The slide in profits came as sales fell over 13 per cent, something the company attributed to falling demand for Covid therapies. West’s Waterford plant was heavily involved in the Covid vaccine roll-out, producing stoppers for vials of vaccine to combat the pandemic.
Aside from the stoppers, the company says its principal activity in Ireland is the manufacture of elastomeric laminate sheeting, which is used to package insulin for use in pen injectors. That side of the business could also be feeling the heat as Novo Nordisk, one of the biggest players in the insulin pen market, announced recently it was withdrawing from the business and relying instead on insulin vials that are injected more traditionally into the body.
However, West seems confident that the fast-growing demand for supplies of obesity drugs – using much the same delivery system as the insulin pens – will more than fill the gap. The company last week announced the creation of 330 jobs in an expansion of its Dublin manufacturing base, increasing its Irish workforce increase by more than a quarter.

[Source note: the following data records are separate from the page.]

//! The rejection taxonomy shared by every engagement operation.

use civiclens_store::AtomicStateMutationError;

/// Why an engagement operation refused to run.
///
/// Operations reject before persisting anything, so an error always
/// means the state is exactly what it was before the call.
#[derive(Debug, thiserror::Error)]
pub enum EngageError {
    /// Input failed a shape or bounds check.
    #[error("validation failed: {0}")]
    Validation(String),

    /// No issue with this id.
    #[error("issue not found: {0}")]
    IssueNotFound(String),

    /// No user with this id.
    #[error("user not found: {0}")]
    UserNotFound(String),

    /// No notification with this id.
    #[error("notification not found: {0}")]
    NotificationNotFound(String),

    /// A same-titled report already exists within the duplicate radius.
    #[error("a similar issue already exists nearby: {conflict_id}")]
    DuplicateIssue { conflict_id: String },

    /// The proximity backend could not answer, so creation fails closed.
    #[error("geospatial lookup unavailable: {0}")]
    GeoUnavailable(String),

    /// The actor may not touch this row.
    #[error("forbidden: {0}")]
    Forbidden(String),
}

/// Error shape of the lock-scoped `*_jsonl` operation forms.
pub type EngageJsonlError = AtomicStateMutationError<EngageError>;
//! Engagement policy knobs and their TOML source.
//!
//! Operations never hardcode tunables. They take an
//! [`EngagementPolicy`], which deployments can override from a
//! `[engagement]` table in a TOML file. Missing keys keep their
//! defaults; present keys must be well typed and in range.

use std::path::Path;

use civiclens_core::DEFAULT_DUPLICATE_RADIUS_METERS;

/// Trust points a reporter earns per accepted report.
pub const DEFAULT_TRUST_AWARD_ISSUE_REPORTED: i64 = 5;

/// Default page size for notification listings.
pub const DEFAULT_NOTIFICATION_PAGE_LIMIT: i64 = 50;

/// Tunables for the engagement operations.
#[derive(Debug, Clone, PartialEq)]
pub struct EngagementPolicy {
    /// Radius inside which a same-titled report counts as a duplicate.
    pub duplicate_radius_meters: f64,
    /// Trust points awarded to the reporter when a report is accepted.
    pub trust_award_issue_reported: i64,
    /// Page size used when a notification listing does not name one.
    pub notification_page_limit: i64,
}

impl Default for EngagementPolicy {
    fn default() -> Self {
        Self {
            duplicate_radius_meters: DEFAULT_DUPLICATE_RADIUS_METERS,
            trust_award_issue_reported: DEFAULT_TRUST_AWARD_ISSUE_REPORTED,
            notification_page_limit: DEFAULT_NOTIFICATION_PAGE_LIMIT,
        }
    }
}

/// Why a policy file could not be used.
#[derive(Debug, thiserror::Error)]
pub enum PolicyError {
    #[error("failed to read policy file {path}: {message}")]
    Io { path: String, message: String },

    #[error("failed to parse policy file {path}: {source}")]
    Parse {
        path: String,
        source: toml::de::Error,
    },

    #[error("invalid policy value for {key}: {message}")]
    InvalidValue { key: String, message: String },
}

/// Load an [`EngagementPolicy`] from a TOML file.
///
/// The file may carry an `[engagement]` table; anything else in it is
/// ignored. A file without that table yields the defaults.
pub fn load_policy_toml(path: impl AsRef<Path>) -> Result<EngagementPolicy, PolicyError> {
    let path = path.as_ref();
    let text = std::fs::read_to_string(path).map_err(|err| PolicyError::Io {
        path: path.display().to_string(),
        message: err.to_string(),
    })?;
    let parsed: toml::Value = text.parse().map_err(|source| PolicyError::Parse {
        path: path.display().to_string(),
        source,
    })?;
    policy_from_value(&parsed)
}

fn policy_from_value(parsed: &toml::Value) -> Result<EngagementPolicy, PolicyError> {
    let mut policy = EngagementPolicy::default();
    let Some(table) = parsed.get("engagement").and_then(toml::Value::as_table) else {
        return Ok(policy);
    };

    if let Some(value) = table.get("duplicate_radius_meters") {
        let radius = value
            .as_float()
            .or_else(|| value.as_integer().map(|whole| whole as f64))
            .ok_or_else(|| invalid("duplicate_radius_meters", "must be a number"))?;
        if radius <= 0.0 {
            return Err(invalid("duplicate_radius_meters", "must be positive"));
        }
        policy.duplicate_radius_meters = radius;
    }

    if let Some(value) = table.get("trust_award_issue_reported") {
        let award = value
            .as_integer()
            .ok_or_else(|| invalid("trust_award_issue_reported", "must be an integer"))?;
        if award < 0 {
            return Err(invalid("trust_award_issue_reported", "must not be negative"));
        }
        policy.trust_award_issue_reported = award;
    }

    if let Some(value) = table.get("notification_page_limit") {
        let limit = value
            .as_integer()
            .ok_or_else(|| invalid("notification_page_limit", "must be an integer"))?;
        if limit <= 0 {
            return Err(invalid("notification_page_limit", "must be positive"));
        }
        policy.notification_page_limit = limit;
    }

    Ok(policy)
}

fn invalid(key: &str, message: &str) -> PolicyError {
    PolicyError::InvalidValue {
        key: key.to_string(),
        message: message.to_string(),
    }
}

#[cfg(test)]
mod tests {
    use super::*;

    fn parse(text: &str) -> Result<EngagementPolicy, PolicyError> {
        let parsed: toml::Value = text.parse().expect("test toml must parse");
        policy_from_value(&parsed)
    }

    #[test]
    fn empty_document_yields_defaults() {
        let policy = parse("").expect("empty policy");
        assert_eq!(policy, EngagementPolicy::default());
        assert_eq!(policy.duplicate_radius_meters, 100.0);
        assert_eq!(policy.trust_award_issue_reported, 5);
    }

    #[test]
    fn engagement_table_overrides_named_keys_only() {
        let policy = parse(
            "[engagement]\nduplicate_radius_meters = 250.0\nnotification_page_limit = 10\n",
        )
        .expect("valid policy");
        assert_eq!(policy.duplicate_radius_meters, 250.0);
        assert_eq!(policy.notification_page_limit, 10);
        assert_eq!(policy.trust_award_issue_reported, 5);
    }

    #[test]
    fn integer_radius_is_accepted_as_meters() {
        let policy = parse("[engagement]\nduplicate_radius_meters = 75\n").expect("valid policy");
        assert_eq!(policy.duplicate_radius_meters, 75.0);
    }

    #[test]
    fn out_of_range_values_are_rejected() {
        let err = parse("[engagement]\nduplicate_radius_meters = 0.0\n")
            .expect_err("zero radius must fail");
        assert!(matches!(
            err,
            PolicyError::InvalidValue { ref key, .. } if key == "duplicate_radius_meters"
        ));

        let err = parse("[engagement]\nnotification_page_limit = -3\n")
            .expect_err("negative page limit must fail");
        assert!(matches!(
            err,
            PolicyError::InvalidValue { ref key, .. } if key == "notification_page_limit"
        ));
    }

    #[test]
    fn wrong_types_are_rejected() {
        let err = parse("[engagement]\ntrust_award_issue_reported = \"five\"\n")
            .expect_err("string award must fail");
        assert!(matches!(
            err,
            PolicyError::InvalidValue { ref key, .. } if key == "trust_award_issue_reported"
        ));
    }

    #[test]
    fn missing_file_reports_io_error() {
        let missing = std::env::temp_dir().join("civiclens-policy-missing.toml");
        let err = load_policy_toml(&missing).expect_err("missing file must fail");
        assert!(matches!(err, PolicyError::Io { .. }));
    }
}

[ Pharma packaging group West announces 330 jobs for DublinOpens in new window ]
That expansion was driven by the dramatic increase in demand for injectable treatments for obesity and diabetes, the company said at the time.
The company was wary of getting into discussion on the latest figures, noting that it does not comment on the results of individual subsidiary operations. But it did add: “West believes that the Irish market is an attractive area for investments and continues to build out its infrastructure and organisation,” pointing to the recent expansion and noting that employment in Ireland has jumped by half in the past two years.
Certainly, the company is confident enough in the Irish business to have transferred a dividend of €60.7 million last June to its immediate Irish-based parent company.